For any ${ x \in \overline{F} }$, we need to show that ${ -x }$ is also in ${ \overline{F} }$. If ${ x \in \overline{F} }$, there exists a sequence ${ (x_n) }$ in ${ F }$ such that ${ x_n \to x }$. Since ${ F }$ is a field, ${ -x_n }$ is in ${ F }$ for all ${ n }$. Thus, the sequence ${ (-x_n) }$ is in ${ F }$, and ${ \lim_{n \to \infty} (-x_n) = -x }$. This means that ${ -x \in \overline{F} }$.

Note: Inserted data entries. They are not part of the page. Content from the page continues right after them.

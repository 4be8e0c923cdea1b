//! Snapshots wherever the file already asks for one

use super::StabilizationCore;
use crate::issues::ProcessingIssue;
use crate::trigger::{PositionType, TriggerPosition};
use gcodesnap_core::logging::SNAPSHOT_PLAN_TARGET;
use gcodesnap_parser::parse;
use gcodesnap_tracker::MachinePosition;

/// Emits one plan per occurrence of a literal snapshot command, parked from
/// the last eligible position before it.
#[derive(Debug)]
pub(crate) struct SmartGcode {
    snapshot_word: String,
    last_eligible: Option<MachinePosition>,
    commands_found: u64,
}

impl SmartGcode {
    pub(crate) fn new(snapshot_command: &str) -> Self {
        Self {
            snapshot_word: parse(snapshot_command).word,
            last_eligible: None,
            commands_found: 0,
        }
    }

    pub(crate) fn process(&mut self, core: &mut StabilizationCore, current: &MachinePosition) {
        if current.command.word == self.snapshot_word {
            self.commands_found += 1;
            match &self.last_eligible {
                Some(position) => {
                    let trigger = TriggerPosition::new(
                        PositionType::classify(position),
                        core.distance_to_target(position),
                        position,
                    );
                    core.emit_plan(trigger, Some(&current.command));
                    core.target.resolve();
                }
                None => tracing::debug!(
                    target: SNAPSHOT_PLAN_TARGET,
                    line = current.file_line_number,
                    "snapshot command before any eligible position"
                ),
            }
            return;
        }

        if core.can_process(current) {
            match &mut self.last_eligible {
                Some(position) => position.clone_from(current),
                None => self.last_eligible = Some(current.clone()),
            }
        }
    }

    pub(crate) fn finish(&mut self, core: &mut StabilizationCore) {
        if self.commands_found == 0 {
            tracing::warn!(
                target: SNAPSHOT_PLAN_TARGET,
                command = %self.snapshot_word,
                "no snapshot commands found"
            );
            core.processing_issues
                .push(ProcessingIssue::NoSnapshotCommandsFound);
        }
    }
}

Similarly, for any ${ x \in \overline{F} }$ with ${ x \neq 0 }$, we need to show that ${ x^{-1} }$ is in ${ \overline{F} }$. Since ${ x \neq 0 }$, we can find a sequence ${ (x_n) }$ in ${ F }$ such that ${ x_n \to x }$ and ${ x_n \neq 0 }$ for sufficiently large ${ n }$. Then ${ x_n^{-1} }$ is in ${ F }$ for all such ${ n }$, and ${ \lim_{n \to \infty} x_n^{-1} = x^{-1} }$. Thus, ${ x^{-1} \in \overline{F} }$.

Distributivity

Distributivity of multiplication over addition holds in ${ \overline{F} }$ because it holds in ${ F }$. If ${ x, y, z \in \overline{F} }$, then there exist sequences ${ (x_n), (y_n), (z_n) }$ in ${ F }$ that converge to ${ x, y, z }$ respectively. Since ${ x_n \cdot (y_n + z_n) = x_n \cdot y_n + x_n \cdot z_n }$ for all ${ n }$, it follows that:

${\lim_{n \to \infty} (x_n \cdot (y_n + z_n)) = \lim_{n \to \infty} (x_n \cdot y_n + x_n \cdot z_n)}$

Which implies:

${x \cdot (y + z) = x \cdot y + x \cdot z}$

Conclusion

By showing that all the field axioms hold for ${ \overline{F} }$, we've proven that the closure of a field is indeed a field. This exercise is super helpful in understanding how algebraic structures behave under topological operations. Keep up the great work, and happy problem-solving!

Resnick, Chap 1 Prob 44

The original problem from Resnick's book, Chapter 1, Problem 44, likely aims to reinforce these concepts. The confusion about the closure being "smaller" than the original field usually stems from a misunderstanding of what closure entails—it's about including limit points, not removing elements. Therefore, the closure will always contain the original field and can potentially be larger if the field isn't already closed. Understanding this subtle nuance is key to mastering these types of problems. So, keep practicing and refining your understanding!